Content: No sex or nudity. Although we see a lot of drugs, no-one takes them. Many scenes of extreme violence with hand to hand combat and people literally having their limbs torn off, being decapitated and having their heads squashed. Blood spurts in torrents. Also a lot of extremely loud gunfire. A bit of group therapy when Renfield joins the co-dependence group. At one point Dracula is burnt by sunlight and takes ages to get his skin back. Also the count’s blood can heal and re-animate people, and Renfield gains his super strength by eating bugs.
A View: My wife and I went to see this film in Madrid thinking that it might be a riff on “What We Do in the Shadows”, which is wonderfully subtle comedy, this outing is anything but.
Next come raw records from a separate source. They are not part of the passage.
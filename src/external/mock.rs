//! In-memory collaborators for testing without network calls.

use super::{
    ExchangeService, ExternalError, PayoutService, RandomnessSource, Seed, SwapRequest,
    TokenCustody, TransferReceipt, TransferRequest,
};
use crate::domain::{Address, Amount, PoolId};
use async_trait::async_trait;
use std::collections::HashSet;
use std::sync::atomic::{AtomicBool, AtomicU64, Ordering};
use std::sync::Mutex;
use std::time::Duration;

/// Mock exchange that converts at a fixed rate, or fails on demand.
#[derive(Debug)]
pub struct MockExchange {
    /// Reward units per token unit, as (numerator, denominator).
    rate: (u128, u128),
    fixed_reward: Mutex<Option<Amount>>,
    fail_with: Mutex<Option<ExternalError>>,
    delay: Option<Duration>,
    requests: Mutex<Vec<SwapRequest>>,
}

impl MockExchange {
    /// Exchange that returns exactly the swapped amount.
    pub fn new() -> Self {
        Self {
            rate: (1, 1),
            fixed_reward: Mutex::new(None),
            fail_with: Mutex::new(None),
            delay: None,
            requests: Mutex::new(Vec::new()),
        }
    }

    pub fn with_rate(mut self, numerator: u128, denominator: u128) -> Self {
        self.rate = (numerator, denominator.max(1));
        self
    }

    /// Always return `reward`, regardless of the input amount.
    pub fn with_fixed_reward(self, reward: Amount) -> Self {
        *self.fixed_reward.lock().unwrap() = Some(reward);
        self
    }

    /// Sleep before answering, to exercise the settlement timeout.
    pub fn with_delay(mut self, delay: Duration) -> Self {
        self.delay = Some(delay);
        self
    }

    pub fn fail_with(&self, err: Option<ExternalError>) {
        *self.fail_with.lock().unwrap() = err;
    }

    pub fn requests(&self) -> Vec<SwapRequest> {
        self.requests.lock().unwrap().clone()
    }
}

impl Default for MockExchange {
    fn default() -> Self {
        Self::new()
    }
}

#[async_trait]
impl ExchangeService for MockExchange {
    async fn swap(&self, request: &SwapRequest) -> Result<Amount, ExternalError> {
        if let Some(delay) = self.delay {
            tokio::time::sleep(delay).await;
        }
        self.requests.lock().unwrap().push(request.clone());
        if let Some(err) = self.fail_with.lock().unwrap().clone() {
            return Err(err);
        }
        if let Some(reward) = *self.fixed_reward.lock().unwrap() {
            return Ok(reward);
        }
        let (num, den) = self.rate;
        Ok(Amount::new(request.amount.as_u128() * num / den))
    }
}

/// Mock payout rail that records transfers and can refuse chosen recipients.
///
/// Honors idempotency keys: a transfer whose key matches one still in effect
/// returns the original receipt without paying again.
#[derive(Debug, Default)]
pub struct MockPayouts {
    next_id: AtomicU64,
    completed: Mutex<Vec<TransferReceipt>>,
    reversed: Mutex<Vec<TransferReceipt>>,
    failing_recipients: Mutex<HashSet<Address>>,
    refuse_reversals: AtomicBool,
}

impl MockPayouts {
    pub fn new() -> Self {
        Self::default()
    }

    /// Make every transfer to `recipient` fail.
    pub fn fail_for(&self, recipient: &Address) {
        self.failing_recipients
            .lock()
            .unwrap()
            .insert(recipient.clone());
    }

    /// Make every reversal fail until cleared.
    pub fn refuse_reversals(&self, refuse: bool) {
        self.refuse_reversals.store(refuse, Ordering::SeqCst);
    }

    pub fn clear_failures(&self) {
        self.failing_recipients.lock().unwrap().clear();
        self.refuse_reversals.store(false, Ordering::SeqCst);
    }

    /// Transfers that were made and not reversed.
    pub fn settled(&self) -> Vec<TransferReceipt> {
        let reversed = self.reversed.lock().unwrap();
        self.completed
            .lock()
            .unwrap()
            .iter()
            .filter(|r| !reversed.iter().any(|x| x.id == r.id))
            .cloned()
            .collect()
    }

    pub fn reversed(&self) -> Vec<TransferReceipt> {
        self.reversed.lock().unwrap().clone()
    }

    /// Number of transfers actually executed, deduplicated requests excluded.
    pub fn executed(&self) -> usize {
        self.completed.lock().unwrap().len()
    }

    /// Net amount received by `recipient`.
    pub fn received_by(&self, recipient: &Address) -> Amount {
        self.settled()
            .into_iter()
            .filter(|r| &r.recipient == recipient)
            .map(|r| r.amount)
            .sum()
    }
}

#[async_trait]
impl PayoutService for MockPayouts {
    async fn transfer(&self, request: &TransferRequest) -> Result<TransferReceipt, ExternalError> {
        if self
            .failing_recipients
            .lock()
            .unwrap()
            .contains(&request.recipient)
        {
            return Err(ExternalError::Rejected(format!(
                "recipient {} cannot receive",
                request.recipient
            )));
        }
        if let Some(live) = self
            .settled()
            .into_iter()
            .find(|r| r.idempotency_key == request.idempotency_key)
        {
            if live.recipient != request.recipient || live.amount != request.amount {
                return Err(ExternalError::Rejected(format!(
                    "idempotency key {} reused with different parameters",
                    request.idempotency_key
                )));
            }
            return Ok(live);
        }
        let id = self.next_id.fetch_add(1, Ordering::SeqCst);
        let receipt = TransferReceipt {
            id: format!("mock-{}", id),
            idempotency_key: request.idempotency_key.clone(),
            recipient: request.recipient.clone(),
            amount: request.amount,
        };
        self.completed.lock().unwrap().push(receipt.clone());
        Ok(receipt)
    }

    async fn reverse(&self, receipt: &TransferReceipt) -> Result<(), ExternalError> {
        if self.refuse_reversals.load(Ordering::SeqCst) {
            return Err(ExternalError::HttpError {
                status: 503,
                message: "payout rail unavailable".to_string(),
            });
        }
        self.reversed.lock().unwrap().push(receipt.clone());
        Ok(())
    }
}

/// Custody movements recorded by [`MockCustody`].
#[derive(Debug, Clone, PartialEq, Eq)]
pub enum CustodyMove {
    Pull {
        token: Address,
        from: Address,
        amount: Amount,
    },
    Release {
        token: Address,
        to: Address,
        amount: Amount,
    },
}

/// Mock custody that records pulls and releases.
#[derive(Debug, Default)]
pub struct MockCustody {
    moves: Mutex<Vec<CustodyMove>>,
    refuse_pulls: Mutex<bool>,
    failing_releases: Mutex<HashSet<Address>>,
}

impl MockCustody {
    pub fn new() -> Self {
        Self::default()
    }

    pub fn refuse_pulls(&self, refuse: bool) {
        *self.refuse_pulls.lock().unwrap() = refuse;
    }

    pub fn fail_release_to(&self, to: &Address) {
        self.failing_releases.lock().unwrap().insert(to.clone());
    }

    pub fn clear_failures(&self) {
        self.failing_releases.lock().unwrap().clear();
        *self.refuse_pulls.lock().unwrap() = false;
    }

    pub fn moves(&self) -> Vec<CustodyMove> {
        self.moves.lock().unwrap().clone()
    }

    /// Total amount released to `to`.
    pub fn released_to(&self, to: &Address) -> Amount {
        self.moves()
            .into_iter()
            .filter_map(|m| match m {
                CustodyMove::Release { to: t, amount, .. } if &t == to => Some(amount),
                _ => None,
            })
            .sum()
    }
}

#[async_trait]
impl TokenCustody for MockCustody {
    async fn pull(
        &self,
        token: &Address,
        from: &Address,
        amount: Amount,
    ) -> Result<(), ExternalError> {
        if *self.refuse_pulls.lock().unwrap() {
            return Err(ExternalError::Rejected("allowance too low".to_string()));
        }
        self.moves.lock().unwrap().push(CustodyMove::Pull {
            token: token.clone(),
            from: from.clone(),
            amount,
        });
        Ok(())
    }

    async fn release(
        &self,
        token: &Address,
        to: &Address,
        amount: Amount,
    ) -> Result<(), ExternalError> {
        if self.failing_releases.lock().unwrap().contains(to) {
            return Err(ExternalError::Rejected(format!("release to {} refused", to)));
        }
        self.moves.lock().unwrap().push(CustodyMove::Release {
            token: token.clone(),
            to: to.clone(),
            amount,
        });
        Ok(())
    }
}

/// Deterministic randomness: a fixed seed per instance.
#[derive(Debug, Clone)]
pub struct MockRandomness {
    bytes: [u8; 32],
    fail: bool,
}

impl MockRandomness {
    pub fn new(bytes: [u8; 32]) -> Self {
        Self { bytes, fail: false }
    }

    pub fn failing() -> Self {
        Self {
            bytes: [0; 32],
            fail: true,
        }
    }
}

impl Default for MockRandomness {
    fn default() -> Self {
        Self::new([42; 32])
    }
}

#[async_trait]
impl RandomnessSource for MockRandomness {
    async fn seed(&self, _pool_id: PoolId) -> Result<Seed, ExternalError> {
        if self.fail {
            return Err(ExternalError::NetworkError("beacon offline".to_string()));
        }
        Ok(Seed {
            bytes: self.bytes,
            provenance: "mock".to_string(),
        })
    }
}
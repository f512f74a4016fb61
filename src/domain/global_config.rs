//! Process-wide engine configuration owned by the registry.

use crate::domain::{Address, PoolId};
use serde::{Deserialize, Serialize};

/// Upper bound for the platform fee, in basis points (10%).
pub const MAX_PLATFORM_FEE_BPS: u16 = 1000;

/// Fee rate applied when none is configured.
pub const DEFAULT_PLATFORM_FEE_BPS: u16 = 1000;

/// Denominator for basis-point arithmetic.
pub const BPS_DENOMINATOR: u128 = 10_000;

#[derive(Debug, Clone, PartialEq, Eq, Serialize, Deserialize)]
#[serde(rename_all = "camelCase")]
pub struct GlobalConfig {
    pub admin: Address,
    pub treasury: Address,
    /// Reference handed to the exchange collaborator (router identity).
    pub exchange: Address,
    pub platform_fee_bps: u16,
    pub next_pool_id: PoolId,
}

impl GlobalConfig {
    pub fn new(admin: Address, treasury: Option<Address>, exchange: Address) -> Self {
        Self {
            treasury: treasury.unwrap_or_else(|| admin.clone()),
            admin,
            exchange,
            platform_fee_bps: DEFAULT_PLATFORM_FEE_BPS,
            next_pool_id: PoolId::new(1),
        }
    }

    pub fn is_admin(&self, caller: &Address) -> bool {
        &self.admin == caller
    }
}
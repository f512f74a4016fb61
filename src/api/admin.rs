use axum::extract::State;
use axum::Json;
use serde::Deserialize;

use crate::api::{parse_address, AppState};
use crate::domain::GlobalConfig;
use crate::error::AppError;

#[derive(Debug, Deserialize)]
#[serde(rename_all = "camelCase")]
pub struct SetAddressRequest {
    pub caller: String,
    pub address: String,
}

#[derive(Debug, Deserialize)]
#[serde(rename_all = "camelCase")]
pub struct SetFeeRequest {
    pub caller: String,
    pub fee_bps: u16,
}

pub async fn get_config(State(state): State<AppState>) -> Result<Json<GlobalConfig>, AppError> {
    Ok(Json(state.registry.config().await?))
}

pub async fn set_treasury(
    State(state): State<AppState>,
    Json(body): Json<SetAddressRequest>,
) -> Result<Json<GlobalConfig>, AppError> {
    let caller = parse_address(&body.caller, "caller")?;
    let treasury = parse_address(&body.address, "address")?;
    Ok(Json(state.registry.set_treasury(&caller, treasury).await?))
}

pub async fn set_exchange(
    State(state): State<AppState>,
    Json(body): Json<SetAddressRequest>,
) -> Result<Json<GlobalConfig>, AppError> {
    let caller = parse_address(&body.caller, "caller")?;
    let exchange = parse_address(&body.address, "address")?;
    Ok(Json(
        state.registry.set_exchange_service(&caller, exchange).await?,
    ))
}

pub async fn set_fee(
    State(state): State<AppState>,
    Json(body): Json<SetFeeRequest>,
) -> Result<Json<GlobalConfig>, AppError> {
    let caller = parse_address(&body.caller, "caller")?;
    Ok(Json(
        state
            .registry
            .set_platform_fee_bps(&caller, body.fee_bps)
            .await?,
    ))
}
//! Engine notifications, persisted alongside the state change they describe.

use crate::domain::{Address, Amount, PoolId, Timestamp};
use serde::{Deserialize, Serialize};

#[derive(Debug, Clone, PartialEq, Eq, Serialize, Deserialize)]
#[serde(tag = "kind", rename_all = "camelCase")]
pub enum EngineEvent {
    #[serde(rename_all = "camelCase")]
    PoolCreated {
        pool_id: PoolId,
        creator: Address,
        token: Address,
        deadline: Timestamp,
    },
    #[serde(rename_all = "camelCase")]
    DepositRecorded {
        pool_id: PoolId,
        depositor: Address,
        amount: Amount,
        total_deposited: Amount,
    },
    #[serde(rename_all = "camelCase")]
    PoolCancelled { pool_id: PoolId, creator: Address },
    #[serde(rename_all = "camelCase")]
    PoolFinalized {
        pool_id: PoolId,
        reward_received: Amount,
        fee: Amount,
        payout_per_winner: Amount,
        winners: Vec<Address>,
    },
    #[serde(rename_all = "camelCase")]
    EmergencyWithdraw {
        pool_id: PoolId,
        admin: Address,
        amount_returned: Amount,
    },
    #[serde(rename_all = "camelCase")]
    TreasuryUpdated { old: Address, new: Address },
    #[serde(rename_all = "camelCase")]
    ExchangeUpdated { old: Address, new: Address },
    #[serde(rename_all = "camelCase")]
    PlatformFeeUpdated { old: u16, new: u16 },
}

impl EngineEvent {
    pub fn kind(&self) -> &'static str {
        match self {
            EngineEvent::PoolCreated { .. } => "poolCreated",
            EngineEvent::DepositRecorded { .. } => "depositRecorded",
            EngineEvent::PoolCancelled { .. } => "poolCancelled",
            EngineEvent::PoolFinalized { .. } => "poolFinalized",
            EngineEvent::EmergencyWithdraw { .. } => "emergencyWithdraw",
            EngineEvent::TreasuryUpdated { .. } => "treasuryUpdated",
            EngineEvent::ExchangeUpdated { .. } => "exchangeUpdated",
            EngineEvent::PlatformFeeUpdated { .. } => "platformFeeUpdated",
        }
    }

    /// Pool the event belongs to; `None` for registry changes.
    pub fn pool_id(&self) -> Option<PoolId> {
        match self {
            EngineEvent::PoolCreated { pool_id, .. }
            | EngineEvent::DepositRecorded { pool_id, .. }
            | EngineEvent::PoolCancelled { pool_id, .. }
            | EngineEvent::PoolFinalized { pool_id, .. }
            | EngineEvent::EmergencyWithdraw { pool_id, .. } => Some(*pool_id),
            EngineEvent::TreasuryUpdated { .. }
            | EngineEvent::ExchangeUpdated { .. }
            | EngineEvent::PlatformFeeUpdated { .. } => None,
        }
    }
}
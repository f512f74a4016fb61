use crate::domain::{Address, DEFAULT_PLATFORM_FEE_BPS, MAX_PLATFORM_FEE_BPS};
use crate::engine::PoolPolicy;
use std::collections::HashMap;
use std::str::FromStr;
use std::time::Duration;
use thiserror::Error;

#[derive(Debug, Clone)]
pub struct Config {
    pub port: u16,
    pub database_path: String,
    pub admin: Address,
    /// Defaults to the administrator when unset.
    pub treasury: Option<Address>,
    pub exchange: Address,
    pub gateway_url: String,
    /// Local OS entropy is used when unset.
    pub randomness_beacon_url: Option<String>,
    pub initial_fee_bps: u16,
    pub min_pool_duration_secs: u64,
    pub max_pool_duration_secs: u64,
    pub swap_timeout_ms: u64,
}

#[derive(Debug, Error)]
pub enum ConfigError {
    #[error("Missing required environment variable: {0}")]
    MissingEnv(String),
    #[error("Invalid value for {0}: {1}")]
    InvalidValue(String, String),
}

fn required(env_map: &HashMap<String, String>, key: &str) -> Result<String, ConfigError> {
    env_map
        .get(key)
        .map(|s| s.trim().to_string())
        .filter(|s| !s.is_empty())
        .ok_or_else(|| ConfigError::MissingEnv(key.to_string()))
}

fn optional(env_map: &HashMap<String, String>, key: &str) -> Option<String> {
    env_map
        .get(key)
        .map(|s| s.trim().to_string())
        .filter(|s| !s.is_empty())
}

fn parse_address(key: &str, raw: &str) -> Result<Address, ConfigError> {
    let address = Address::from_str(raw)
        .map_err(|e| ConfigError::InvalidValue(key.to_string(), e.to_string()))?;
    if address.is_zero() {
        return Err(ConfigError::InvalidValue(
            key.to_string(),
            "must not be the zero address".to_string(),
        ));
    }
    Ok(address)
}

fn parse_number<T: FromStr>(
    env_map: &HashMap<String, String>,
    key: &str,
    default: &str,
    expected: &str,
) -> Result<T, ConfigError> {
    env_map
        .get(key)
        .map(|s| s.as_str())
        .unwrap_or(default)
        .trim()
        .parse::<T>()
        .map_err(|_| ConfigError::InvalidValue(key.to_string(), format!("must be a valid {}", expected)))
}

impl Config {
    pub fn from_env() -> Result<Self, ConfigError> {
        Self::from_env_map(std::env::vars().collect())
    }

    pub fn from_env_map(env_map: HashMap<String, String>) -> Result<Self, ConfigError> {
        let port = parse_number::<u16>(&env_map, "PORT", "8080", "u16")?;
        let database_path = required(&env_map, "DATABASE_PATH")?;

        let admin = parse_address("ADMIN_ADDRESS", &required(&env_map, "ADMIN_ADDRESS")?)?;
        let treasury = optional(&env_map, "TREASURY_ADDRESS")
            .map(|raw| parse_address("TREASURY_ADDRESS", &raw))
            .transpose()?;
        let exchange = parse_address("EXCHANGE_ADDRESS", &required(&env_map, "EXCHANGE_ADDRESS")?)?;

        let gateway_url = required(&env_map, "GATEWAY_URL")?;
        let randomness_beacon_url = optional(&env_map, "RANDOMNESS_BEACON_URL");

        let initial_fee_bps = parse_number::<u16>(
            &env_map,
            "INITIAL_FEE_BPS",
            &DEFAULT_PLATFORM_FEE_BPS.to_string(),
            "u16",
        )?;
        if initial_fee_bps > MAX_PLATFORM_FEE_BPS {
            return Err(ConfigError::InvalidValue(
                "INITIAL_FEE_BPS".to_string(),
                format!("must be at most {}", MAX_PLATFORM_FEE_BPS),
            ));
        }

        let min_pool_duration_secs =
            parse_number::<u64>(&env_map, "MIN_POOL_DURATION_SECS", "3600", "u64")?;
        let max_pool_duration_secs =
            parse_number::<u64>(&env_map, "MAX_POOL_DURATION_SECS", "2592000", "u64")?;
        if min_pool_duration_secs > max_pool_duration_secs {
            return Err(ConfigError::InvalidValue(
                "MIN_POOL_DURATION_SECS".to_string(),
                "must not exceed MAX_POOL_DURATION_SECS".to_string(),
            ));
        }

        let swap_timeout_ms = parse_number::<u64>(&env_map, "SWAP_TIMEOUT_MS", "30000", "u64")?;
        if swap_timeout_ms == 0 {
            return Err(ConfigError::InvalidValue(
                "SWAP_TIMEOUT_MS".to_string(),
                "must be greater than zero".to_string(),
            ));
        }

        Ok(Config {
            port,
            database_path,
            admin,
            treasury,
            exchange,
            gateway_url,
            randomness_beacon_url,
            initial_fee_bps,
            min_pool_duration_secs,
            max_pool_duration_secs,
            swap_timeout_ms,
        })
    }

    pub fn pool_policy(&self) -> PoolPolicy {
        PoolPolicy {
            min_duration_secs: self.min_pool_duration_secs,
            max_duration_secs: self.max_pool_duration_secs,
            swap_timeout: Duration::from_millis(self.swap_timeout_ms),
        }
    }
}

#[cfg(test)]
mod tests {
    use super::*;

    const ADMIN: &str = "0x1111111111111111111111111111111111111111";
    const EXCHANGE: &str = "0x3333333333333333333333333333333333333333";

    fn setup_required_env() -> HashMap<String, String> {
        let mut map = HashMap::new();
        map.insert("DATABASE_PATH".to_string(), "/tmp/test.db".to_string());
        map.insert("ADMIN_ADDRESS".to_string(), ADMIN.to_string());
        map.insert("EXCHANGE_ADDRESS".to_string(), EXCHANGE.to_string());
        map.insert(
            "GATEWAY_URL".to_string(),
            "http://localhost:9000".to_string(),
        );
        map
    }

    #[test]
    fn test_defaults() {
        let cfg = Config::from_env_map(setup_required_env()).unwrap();
        assert_eq!(cfg.port, 8080);
        assert_eq!(cfg.treasury, None);
        assert_eq!(cfg.randomness_beacon_url, None);
        assert_eq!(cfg.initial_fee_bps, 1000);
        assert_eq!(cfg.min_pool_duration_secs, 3600);
        assert_eq!(cfg.max_pool_duration_secs, 2_592_000);
        assert_eq!(cfg.pool_policy(), PoolPolicy::default());
    }

    #[test]
    fn test_missing_database_path() {
        let mut env_map = setup_required_env();
        env_map.remove("DATABASE_PATH");
        match Config::from_env_map(env_map) {
            Err(ConfigError::MissingEnv(s)) => assert_eq!(s, "DATABASE_PATH"),
            _ => panic!("Expected MissingEnv error"),
        }
    }

    #[test]
    fn test_missing_admin() {
        let mut env_map = setup_required_env();
        env_map.remove("ADMIN_ADDRESS");
        match Config::from_env_map(env_map) {
            Err(ConfigError::MissingEnv(s)) => assert_eq!(s, "ADMIN_ADDRESS"),
            _ => panic!("Expected MissingEnv error"),
        }
    }

    #[test]
    fn test_missing_gateway_url() {
        let mut env_map = setup_required_env();
        env_map.remove("GATEWAY_URL");
        match Config::from_env_map(env_map) {
            Err(ConfigError::MissingEnv(s)) => assert_eq!(s, "GATEWAY_URL"),
            _ => panic!("Expected MissingEnv error"),
        }
    }

    #[test]
    fn test_invalid_port() {
        let mut env_map = setup_required_env();
        env_map.insert("PORT".to_string(), "not_a_number".to_string());
        match Config::from_env_map(env_map) {
            Err(ConfigError::InvalidValue(k, _)) => assert_eq!(k, "PORT"),
            _ => panic!("Expected InvalidValue error"),
        }
    }

    #[test]
    fn test_zero_exchange_rejected() {
        let mut env_map = setup_required_env();
        env_map.insert(
            "EXCHANGE_ADDRESS".to_string(),
            "0x0000000000000000000000000000000000000000".to_string(),
        );
        match Config::from_env_map(env_map) {
            Err(ConfigError::InvalidValue(k, _)) => assert_eq!(k, "EXCHANGE_ADDRESS"),
            _ => panic!("Expected InvalidValue error"),
        }
    }

    #[test]
    fn test_malformed_treasury() {
        let mut env_map = setup_required_env();
        env_map.insert("TREASURY_ADDRESS".to_string(), "treasury".to_string());
        match Config::from_env_map(env_map) {
            Err(ConfigError::InvalidValue(k, _)) => assert_eq!(k, "TREASURY_ADDRESS"),
            _ => panic!("Expected InvalidValue error"),
        }
    }

    #[test]
    fn test_fee_above_cap() {
        let mut env_map = setup_required_env();
        env_map.insert("INITIAL_FEE_BPS".to_string(), "1001".to_string());
        match Config::from_env_map(env_map) {
            Err(ConfigError::InvalidValue(k, _)) => assert_eq!(k, "INITIAL_FEE_BPS"),
            _ => panic!("Expected InvalidValue error"),
        }
    }

    #[test]
    fn test_inverted_duration_bounds() {
        let mut env_map = setup_required_env();
        env_map.insert("MIN_POOL_DURATION_SECS".to_string(), "7200".to_string());
        env_map.insert("MAX_POOL_DURATION_SECS".to_string(), "3600".to_string());
        assert!(matches!(
            Config::from_env_map(env_map),
            Err(ConfigError::InvalidValue(_, _))
        ));
    }
}
//! Randomness sources for winner selection.

use super::{ExternalError, RandomnessSource, Seed};
use crate::domain::PoolId;
use async_trait::async_trait;
use rand::rngs::OsRng;
use rand::RngCore;
use reqwest::Client;
use serde::Deserialize;
use sha2::{Digest, Sha256};
use std::time::Duration;
use tracing::debug;

/// Public randomness beacon (drand-style `GET /public/latest`).
///
/// The seed is `sha256(beacon_randomness || pool_id)`, so anyone holding the
/// beacon round can recompute the draw.
#[derive(Debug, Clone)]
pub struct BeaconRandomness {
    client: Client,
    base_url: String,
    timeout: Duration,
}

#[derive(Debug, Deserialize)]
struct BeaconRound {
    round: u64,
    randomness: String,
}

impl BeaconRandomness {
    pub fn new(base_url: String) -> Self {
        Self {
            client: Client::new(),
            base_url: base_url.trim_end_matches('/').to_string(),
            timeout: Duration::from_secs(10),
        }
    }
}

/// Bind beacon output to a pool so concurrent finalizations draw independently.
pub fn derive_seed(randomness: &[u8], pool_id: PoolId) -> [u8; 32] {
    let mut hasher = Sha256::new();
    hasher.update(randomness);
    hasher.update(pool_id.as_u64().to_be_bytes());
    hasher.finalize().into()
}

#[async_trait]
impl RandomnessSource for BeaconRandomness {
    async fn seed(&self, pool_id: PoolId) -> Result<Seed, ExternalError> {
        let url = format!("{}/public/latest", self.base_url);
        let response = self
            .client
            .get(&url)
            .timeout(self.timeout)
            .send()
            .await
            .map_err(|e| ExternalError::NetworkError(e.to_string()))?;

        let status = response.status();
        if !status.is_success() {
            return Err(ExternalError::HttpError {
                status: status.as_u16(),
                message: "beacon unavailable".to_string(),
            });
        }

        let round: BeaconRound = response
            .json()
            .await
            .map_err(|e| ExternalError::ParseError(e.to_string()))?;
        let randomness = hex::decode(round.randomness.trim())
            .map_err(|e| ExternalError::ParseError(format!("randomness: {}", e)))?;

        debug!(pool_id = %pool_id, round = round.round, "beacon round fetched");

        Ok(Seed {
            bytes: derive_seed(&randomness, pool_id),
            provenance: format!("beacon:{}", round.round),
        })
    }
}

/// Operating-system entropy. Not verifiable; intended for development setups
/// without a beacon.
#[derive(Debug, Clone, Default)]
pub struct LocalRandomness;

#[async_trait]
impl RandomnessSource for LocalRandomness {
    async fn seed(&self, _pool_id: PoolId) -> Result<Seed, ExternalError> {
        let mut bytes = [0u8; 32];
        OsRng.fill_bytes(&mut bytes);
        Ok(Seed {
            bytes,
            provenance: "local".to_string(),
        })
    }
}
use crate::Credential;
use async_trait::async_trait;
use reqpoll_core::{Context, ProvideCredential, Result};

/// StaticCredentialProvider returns a fixed credential.
#[derive(Debug, Clone)]
pub struct StaticCredentialProvider {
    credential: Credential,
}

impl StaticCredentialProvider {
    /// Create a provider holding the given keys.
    pub fn new(access_key_id: &str, secret_access_key: &str) -> Self {
        Self {
            credential: Credential {
                access_key_id: access_key_id.to_string(),
                secret_access_key: secret_access_key.to_string(),
            },
        }
    }
}

#[async_trait]
impl ProvideCredential for StaticCredentialProvider {
    type Credential = Credential;

    async fn provide_credential(&self, _: &Context) -> Result<Option<Self::Credential>> {
        Ok(Some(self.credential.clone()))
    }
}
use crate::{Error, Result};
use bytes::Bytes;
use std::fmt::Debug;

/// HttpSend is used to send http requests during signing and polling.
///
/// Implementations must apply explicit connect/read timeouts; a call that
/// exceeds its timeout should surface as a transient error so the retry
/// layer can handle it.
#[async_trait::async_trait]
pub trait HttpSend: Debug + Send + Sync + 'static {
    /// Send http request and return the response.
    async fn http_send(&self, req: http::Request<Bytes>) -> Result<http::Response<Bytes>>;
}

/// NoopHttpSend errors on every send.
#[derive(Debug, Copy, Clone)]
pub struct NoopHttpSend;

#[async_trait::async_trait]
impl HttpSend for NoopHttpSend {
    async fn http_send(&self, _: http::Request<Bytes>) -> Result<http::Response<Bytes>> {
        Err(Error::config_invalid(
            "no http client configured, use Context::with_http_send",
        ))
    }
}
It seems to have been generally agreed that there was scope for something better, than the bloodfest we got, and if we were to get at all picky, why were the police not all over the murders and disappearances of people, that is except for Rebecca. So all in all not very comedic or terrifying if either of those options was intended and not clever enough to warrant the price of a cinema ticket.
Nicholas Hoult seems to have been one of the few child actors to make it successfully into the adult Hollywood world. Films he has been in, which have been reviewed on this site include The Menu, Mad Max 4: Fury Road and The Favourite.